In the documentary, Antelope residents theorized why they never got along with the Rajneeshees. The overarching theme was that the Rajneeshees perceived the residents of Antelope as backwards, crude, dumb, and unenlightened – everything the Rajneeshees wanted to reform in the human race. One resident described the Rajneeshees’ posture as wanting to “help” them see the error in their ways and come to a liberating knowledge of the truth. There would be no such opportunity, of course. Both groups dug in their heels.
At times, it appeared that the Antelopians were losing the battle; after all, the Rajneeshees outnumbered them both in sheer numbers (10,000 to 40) and financial resources. Yet, the Antelopians ended up being catalytic to the Rajneeshees’ demise and eventual departure from Oregon. They inadvertently exposed the grand irony in the Rajneesh project: though they preached peace, love, and harmony, their actions and behavior suggested anything but. Granted, the most destructive actions were organized by a small group of Rajneesh leaders. Nevertheless, Antelope residents believed that the Rajneeshees would have preferred them to fall off the face of the earth.
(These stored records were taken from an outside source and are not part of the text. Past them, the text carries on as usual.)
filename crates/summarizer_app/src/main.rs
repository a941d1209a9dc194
mod platform;

fn main() -> anyhow::Result<()> {
    platform::run_app()
}
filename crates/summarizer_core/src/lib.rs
//! Summarizer core: pure request-lifecycle state machine and view-model helpers.
mod copy;
mod effect;
mod msg;
mod state;
mod update;
mod validate;
mod view_model;

pub use copy::{ClipboardCopier, CopyStatus, CopyTarget, COPIED_LABEL, COPY_CONFIRM_DURATION};
pub use effect::Effect;
pub use msg::Msg;
pub use state::{
    AppState, FormState, RequestId, RequestState, SummaryResult, GENERIC_FAILURE_MESSAGE,
    IDLE_LABEL, LOADING_LABEL, SCRAMBLE_INTERVAL, URL_ERROR_MESSAGE,
};
pub use update::update;
pub use validate::validate_url;
pub use view_model::{AccuracyBand, AppViewModel, ResultView, SummaryView};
They were the ones standing in the way of the world that the Rajneeshees came to build.
Trumpers and Everyone Else
Americans are living in an unparalleled time of divisiveness and polarization. Many interfaith groups state explicitly that part of their mission is to tear down walls between religious groups and build bridges in their place; to bring peace, love, and harmony where there was once discord and division. Today, one would be hard pressed to find a more impassioned divide than the one between religious Trumpers and what seems like everybody else. This is a historical moment of great consequence for these interfaith groups; what are they really made of?
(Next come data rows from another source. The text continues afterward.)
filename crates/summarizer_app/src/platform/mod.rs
mod app;
mod clipboard;
mod config;
mod effects;
mod logging;
mod ui;

pub use app::run_app;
I’m not actually saying the Rajneeshees and interfaith organizations are alike. I’ve yet to find an interfaith organization that has been labeled a “sex cult.” I’m also not surmising that every Antelopian would be a Trump supporter. That’s not how metaphors work. Rather, I saw in Oregon both a familiar narrative and a cautionary tale, one that is more relevant now than ever before: the attempt to scale a “peace, love, and harmony” movement without them– people (typically Christians) of a conservative political persuasion. I’m referring to the ones who voted President Trump into office; the ones that aren’t going to suddenly disappear or change their minds, no matter how loud they are shouted down on social media; the ones who presumably need to change their ways if the interfaith movement is to succeed in bringing about the future they want.
If you’ve spent any time in interfaith circles, you’ve heard the classic refrain that the interfaith movement doesn’t receive the same press as other diversity-oriented movements. Bud Heckman, executive director of the Tri-Faith Initiative, recently said it well: “Why isn’t the movement for interfaith cooperation seen and taken as seriously and central in our societies as are other movements for social justice and the common good, such as race, gender, abilities, the environment, and so on?”
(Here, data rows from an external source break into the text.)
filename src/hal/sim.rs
/*!
## Simulated board

Desktop stand-ins for the board peripherals. The GPIO, sound, EEPROM and heap
simulators share their state through `Rc<RefCell<_>>`, so a clone kept by the
host (or a test) observes what the script did after the original has been
boxed into a [`Board`](super::Board).

*/

use super::{Clock, Eeprom, Gpio, Handle, Heap, Sound, Timestamp};
use crate::error;
use crate::lang::Error;
use chrono::{Datelike, Duration, Local, NaiveDate, NaiveDateTime, NaiveTime, Timelike};
use std::cell::RefCell;
use std::collections::HashMap;
use std::path::{Path, PathBuf};
use std::rc::Rc;
use std::time::Instant;

type Result<T> = std::result::Result<T, Error>;

enum Source {
    Real(Instant),
    Stepped { now: u64, step: u64 },
}

/// Calendar clock kept as an offset from a monotonic source.
pub struct SoftClock {
    base: NaiveDateTime,
    origin: u64,
    source: Source,
}

impl Default for SoftClock {
    fn default() -> SoftClock {
        SoftClock::new()
    }
}

impl SoftClock {
    /// Wall-clock time, starting at the local date and time.
    pub fn new() -> SoftClock {
        SoftClock {
            base: Local::now().naive_local(),
            origin: 0,
            source: Source::Real(Instant::now()),
        }
    }

    /// Deterministic time: every reading advances by `step` microseconds.
    pub fn stepped(step: u64) -> SoftClock {
        let epoch = NaiveDate::from_ymd_opt(2000, 1, 1)
            .and_then(|date| date.and_hms_opt(0, 0, 0))
            .unwrap_or_else(|| Local::now().naive_local());
        SoftClock {
            base: epoch,
            origin: 0,
            source: Source::Stepped { now: 0, step },
        }
    }

    fn elapsed(&mut self) -> u64 {
        match &mut self.source {
            Source::Real(start) => start.elapsed().as_micros() as u64,
            Source::Stepped { now, step } => {
                *now += *step;
                *now
            }
        }
    }

    fn current(&mut self) -> NaiveDateTime {
        let delta = self.elapsed().saturating_sub(self.origin);
        self.base
            .checked_add_signed(Duration::microseconds(delta as i64))
            .unwrap_or(self.base)
    }

    fn rebase(&mut self, base: NaiveDateTime) {
        self.base = base;
        self.origin = self.elapsed();
    }
}

impl Clock for SoftClock {
    fn set_calendar(&mut self, year: i32, month: u32, day: u32) {
        let current = self.current();
        match NaiveDate::from_ymd_opt(year, month, day) {
            Some(date) => self.rebase(date.and_time(current.time())),
            None => tracing::warn!(year, month, day, "invalid calendar date ignored"),
        }
    }

    fn set_clock(&mut self, hour: u32, minute: u32, second: u32, micros: u32) {
        let current = self.current();
        match NaiveTime::from_hms_micro_opt(hour, minute, second, micros) {
            Some(time) => self.rebase(current.date().and_time(time)),
            None => tracing::warn!(hour, minute, second, "invalid clock time ignored"),
        }
    }

    fn now(&mut self) -> Timestamp {
        let now = self.current();
        Timestamp {
            year: now.year(),
            month: now.month(),
            week: now.weekday().num_days_from_sunday(),
            day: now.day(),
            hour: now.hour(),
            minute: now.minute(),
            second: now.second(),
            micros: now.nanosecond() / 1000 % 1_000_000,
        }
    }

    fn micros(&mut self) -> u64 {
        self.elapsed()
    }
}

pub const EEPROM_CHIPS: usize = 8;
pub const EEPROM_SIZE: usize = 32768;

struct EepromState {
    chips: Vec<Vec<u8>>,
    image: Option<PathBuf>,
    budget: Option<usize>,
}

/// Eight 32 KiB chips, optionally persisted to an image file.
///
/// The image is the chips back to back followed by a little-endian CRC-32
/// of everything before it. A missing or corrupt image starts blank.
#[derive(Clone)]
pub struct SimEeprom {
    state: Rc<RefCell<EepromState>>,
}

impl Default for SimEeprom {
    fn default() -> SimEeprom {
        SimEeprom::new()
    }
}

impl SimEeprom {
    pub fn new() -> SimEeprom {
        SimEeprom {
            state: Rc::new(RefCell::new(EepromState {
                chips: vec![vec![0; EEPROM_SIZE]; EEPROM_CHIPS],
                image: None,
                budget: None,
            })),
        }
    }

    pub fn open<P: AsRef<Path>>(path: P) -> SimEeprom {
        let eeprom = SimEeprom::new();
        let path = path.as_ref().to_path_buf();
        match std::fs::read(&path) {
            Ok(bytes) => match SimEeprom::decode(&bytes) {
                Some(chips) => eeprom.state.borrow_mut().chips = chips,
                None => tracing::warn!(path = %path.display(), "EEPROM image rejected"),
            },
            Err(e) => tracing::debug!(path = %path.display(), error = %e, "no EEPROM image"),
        }
        eeprom.state.borrow_mut().image = Some(path);
        eeprom
    }

    /// After `transfers` more successful reads or writes, every access fails.
    pub fn fail_after(&self, transfers: usize) {
        self.state.borrow_mut().budget = Some(transfers);
    }

    pub fn peek(&self, chip: usize, address: usize, len: usize) -> Vec<u8> {
        let state = self.state.borrow();
        state
            .chips
            .get(chip)
            .and_then(|c| c.get(address..address + len))
            .map(|b| b.to_vec())
            .unwrap_or_default()
    }

    fn decode(bytes: &[u8]) -> Option<Vec<Vec<u8>>> {
        if bytes.len() != EEPROM_CHIPS * EEPROM_SIZE + 4 {
            return None;
        }
        let (data, tail) = bytes.split_at(EEPROM_CHIPS * EEPROM_SIZE);
        let stored = u32::from_le_bytes([tail[0], tail[1], tail[2], tail[3]]);
        if crc::crc32::checksum_ieee(data) != stored {
            return None;
        }
        Some(data.chunks(EEPROM_SIZE).map(|c| c.to_vec()).collect())
    }

    fn persist(state: &EepromState) -> Result<()> {
        let path = match &state.image {
            Some(path) => path,
            None => return Ok(()),
        };
        let mut bytes: Vec<u8> = state.chips.concat();
        let crc = crc::crc32::checksum_ieee(&bytes);
        bytes.extend_from_slice(&crc.to_le_bytes());
        std::fs::write(path, bytes).map_err(|e| {
            tracing::warn!(path = %path.display(), error = %e, "EEPROM image not saved");
            error!(DeviceError; "IMAGE NOT SAVED")
        })
    }

    fn access(state: &mut EepromState, chip: u8, address: usize, len: usize) -> Result<()> {
        if chip as usize >= EEPROM_CHIPS {
            return Err(error!(DeviceError; "NO ACKNOWLEDGE"));
        }
        if address + len > EEPROM_SIZE {
            return Err(error!(OutOfRange; "EEPROM ADDRESS"));
        }
        match state.budget {
            Some(0) => Err(error!(DeviceError; "NO ACKNOWLEDGE")),
            Some(n) => {
                state.budget = Some(n - 1);
                Ok(())
            }
            None => Ok(()),
        }
    }
}

impl Eeprom for SimEeprom {
    fn write(&mut self, chip: u8, address: usize, bytes: &[u8]) -> Result<()> {
        let mut state = self.state.borrow_mut();
        SimEeprom::access(&mut state, chip, address, bytes.len())?;
        state.chips[chip as usize][address..address + bytes.len()].copy_from_slice(bytes);
        tracing::debug!(chip, address, len = bytes.len(), "eeprom write");
        SimEeprom::persist(&state)
    }

    fn read(&mut self, chip: u8, address: usize, len: usize) -> Result<Vec<u8>> {
        let mut state = self.state.borrow_mut();
        SimEeprom::access(&mut state, chip, address, len)?;
        tracing::debug!(chip, address, len, "eeprom read");
        Ok(state.chips[chip as usize][address..address + len].to_vec())
    }
}

#[derive(Default)]
struct Sequence {
    frames: Vec<u32>,
    repeat: u32,
    frame: usize,
}

impl Sequence {
    fn new(frames: &[u32], repeat: u32) -> Sequence {
        Sequence {
            frames: frames.to_vec(),
            repeat,
            frame: 0,
        }
    }

    fn is_done(&self) -> bool {
        self.frames.is_empty()
    }

    /// Next frame; a repeat of zero loops forever.
    fn advance(&mut self) -> Option<u32> {
        let word = *self.frames.get(self.frame)?;
        self.frame += 1;
        if self.frame == self.frames.len() {
            self.frame = 0;
            match self.repeat {
                0 => {}
                1 => self.frames.clear(),
                _ => self.repeat -= 1,
            }
        }
        Some(word)
    }
}

#[derive(Default)]
struct GpioState {
    sequence: Sequence,
    output: u32,
    inputs: u32,
}

/// GPIO sequencer: one pattern word is driven onto the port per tick.
#[derive(Clone, Default)]
pub struct SimGpio {
    state: Rc<RefCell<GpioState>>,
}

impl SimGpio {
    pub fn new() -> SimGpio {
        SimGpio::default()
    }

    pub fn output(&self) -> u32 {
        self.state.borrow().output
    }

    pub fn pattern(&self) -> Vec<u32> {
        self.state.borrow().sequence.frames.clone()
    }

    pub fn is_playing(&self) -> bool {
        !self.state.borrow().sequence.is_done()
    }

    pub fn set_input(&self, pin: u32, high: bool) {
        let mut state = self.state.borrow_mut();
        let bit = 1u32.checked_shl(pin).unwrap_or(0);
        if high {
            state.inputs |= bit;
        } else {
            state.inputs &= !bit;
        }
    }
}

impl Gpio for SimGpio {
    fn set(&mut self, pattern: &[u32], repeat: u32) {
        tracing::debug!(frames = pattern.len(), repeat, "gpio pattern");
        self.state.borrow_mut().sequence = Sequence::new(pattern, repeat);
    }

    fn clear(&mut self, mask: u32, stay: bool) {
        let mut state = self.state.borrow_mut();
        state.output &= !mask;
        if !stay {
            state.sequence = Sequence::default();
        }
    }

    fn input(&mut self, pin: u32) -> bool {
        let inputs = self.state.borrow().inputs;
        inputs.checked_shr(pin).map(|b| b & 1 == 1).unwrap_or(false)
    }

    fn service(&mut self) {
        let mut state = self.state.borrow_mut();
        if let Some(word) = state.sequence.advance() {
            state.output = word;
        }
    }
}

#[derive(Default)]
struct SoundState {
    music: Sequence,
    interrupt: Sequence,
    bpm: u32,
    note: u32,
}

/// Sound sequencer. Each tick plays one note word, interrupt music first.
#[derive(Clone, Default)]
pub struct SimSound {
    state: Rc<RefCell<SoundState>>,
}

impl SimSound {
    pub fn new() -> SimSound {
        SimSound::default()
    }

    pub fn bpm(&self) -> u32 {
        self.state.borrow().bpm
    }

    pub fn note(&self) -> u32 {
        self.state.borrow().note
    }

    pub fn music(&self) -> Vec<u32> {
        self.state.borrow().music.frames.clone()
    }

    pub fn interrupt_music(&self) -> Vec<u32> {
        self.state.borrow().interrupt.frames.clone()
    }

    pub fn is_playing(&self) -> bool {
        let state = self.state.borrow();
        !state.music.is_done() || !state.interrupt.is_done()
    }
}

impl Sound for SimSound {
    fn set(&mut self, music: &[u32], repeat: u32) {
        tracing::debug!(notes = music.len(), repeat, "sound set");
        self.state.borrow_mut().music = Sequence::new(music, repeat);
    }

    fn interrupt(&mut self, music: &[u32], repeat: u32) {
        tracing::debug!(notes = music.len(), repeat, "sound interrupt");
        self.state.borrow_mut().interrupt = Sequence::new(music, repeat);
    }

    fn clear(&mut self) {
        let mut state = self.state.borrow_mut();
        state.music = Sequence::default();
        state.interrupt = Sequence::default();
        state.note = 0;
    }

    fn beat(&mut self, bpm: u32) {
        self.state.borrow_mut().bpm = bpm;
    }

    fn service(&mut self) {
        let mut state = self.state.borrow_mut();
        let note = match state.interrupt.advance() {
            Some(note) => Some(note),
            None => state.music.advance(),
        };
        state.note = note.unwrap_or(0);
    }
}

pub const HEAP_WORDS: usize = 16384;

#[derive(Default)]
struct HeapState {
    blocks: HashMap<Handle, Vec<u32>>,
    next: Handle,
    used: usize,
}

/// Word heap with a fixed budget. Handle 0 is never issued.
#[derive(Clone, Default)]
pub struct SimHeap {
    state: Rc<RefCell<HeapState>>,
}

impl SimHeap {
    pub fn new() -> SimHeap {
        SimHeap::default()
    }

    pub fn live(&self) -> usize {
        self.state.borrow().blocks.len()
    }

    pub fn contains(&self, handle: Handle) -> bool {
        self.state.borrow().blocks.contains_key(&handle)
    }

    pub fn used(&self) -> usize {
        self.state.borrow().used
    }
}

fn span(block: &[u32], offset: usize, len: usize) -> Result<std::ops::Range<usize>> {
    let end = offset.checked_add(len).ok_or_else(|| error!(OutOfRange))?;
    if end > block.len() {
        return Err(error!(OutOfRange; "HEAP"));
    }
    Ok(offset..end)
}

impl Heap for SimHeap {
    fn alloc(&mut self, words: usize) -> Result<Handle> {
        let mut state = self.state.borrow_mut();
        if state.used + words > HEAP_WORDS {
            return Err(error!(OutOfMemory));
        }
        state.next = state.next.wrapping_add(1).max(1);
        let handle = state.next;
        state.blocks.insert(handle, vec![0; words]);
        state.used += words;
        tracing::trace!(handle, words, "heap alloc");
        Ok(handle)
    }

    fn free(&mut self, handle: Handle) {
        let mut state = self.state.borrow_mut();
        if let Some(block) = state.blocks.remove(&handle) {
            state.used -= block.len();
            tracing::trace!(handle, "heap free");
        }
    }

    fn fill(&mut self, handle: Handle, word: u32) -> Result<()> {
        let mut state = self.state.borrow_mut();
        let block = state
            .blocks
            .get_mut(&handle)
            .ok_or_else(|| error!(InternalError; "BAD HANDLE"))?;
        block.iter_mut().for_each(|w| *w = word);
        Ok(())
    }

    fn count(&self, handle: Handle) -> Result<usize> {
        self.state
            .borrow()
            .blocks
            .get(&handle)
            .map(|b| b.len())
            .ok_or_else(|| error!(InternalError; "BAD HANDLE"))
    }

    fn store(&mut self, handle: Handle, offset: usize, words: &[u32]) -> Result<()> {
        let mut state = self.state.borrow_mut();
        let block = state
            .blocks
            .get_mut(&handle)
            .ok_or_else(|| error!(InternalError; "BAD HANDLE"))?;
        let range = span(block, offset, words.len())?;
        block[range].copy_from_slice(words);
        Ok(())
    }

    fn load(&self, handle: Handle, offset: usize, len: usize) -> Result<Vec<u32>> {
        let state = self.state.borrow();
        let block = state
            .blocks
            .get(&handle)
            .ok_or_else(|| error!(InternalError; "BAD HANDLE"))?;
        let range = span(block, offset, len)?;
        Ok(block[range].to_vec())
    }
}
I would contend this is because the interfaith movement struggles to mediate religious divisions of serious consequence in American society. Sure, many interfaith groups are renegotiating boundaries between some progressive-leaning groups. But should they receive points for this? This is akin to mediating between two friends – certainly not the kind of radical reconciliation between storied enemies they say they’re in the business of. The question I’ve been asking lately is this: if the interfaith movement isn’t working to address the religious Trumpers vs. everybody else divide that is conjuring up vitriol and violence in American society, then what are they doing? Whatever it is, it will likely not convince everyday Americans that interfaith is an indispensable social good worthy of their time and resources. Rather, it will ensure that they remain in the category of “progressive niche interest,” as they have been placed historically.
An Alternate Approach
I recently encountered a very different kind of interfaith organization, one that has seen success among conservative constituencies. The One America Movement began after the 2016 presidential election and has grown rapidly ever sense. They don’t actually call themselves an “interfaith” organization, though they often find themselves working with religious communities of varying traditions. They organize short and long-term projects in consultation with communities in a particular region, to meet shared goals each community supports. These might include service projects, or simply sharing a meal and conversation.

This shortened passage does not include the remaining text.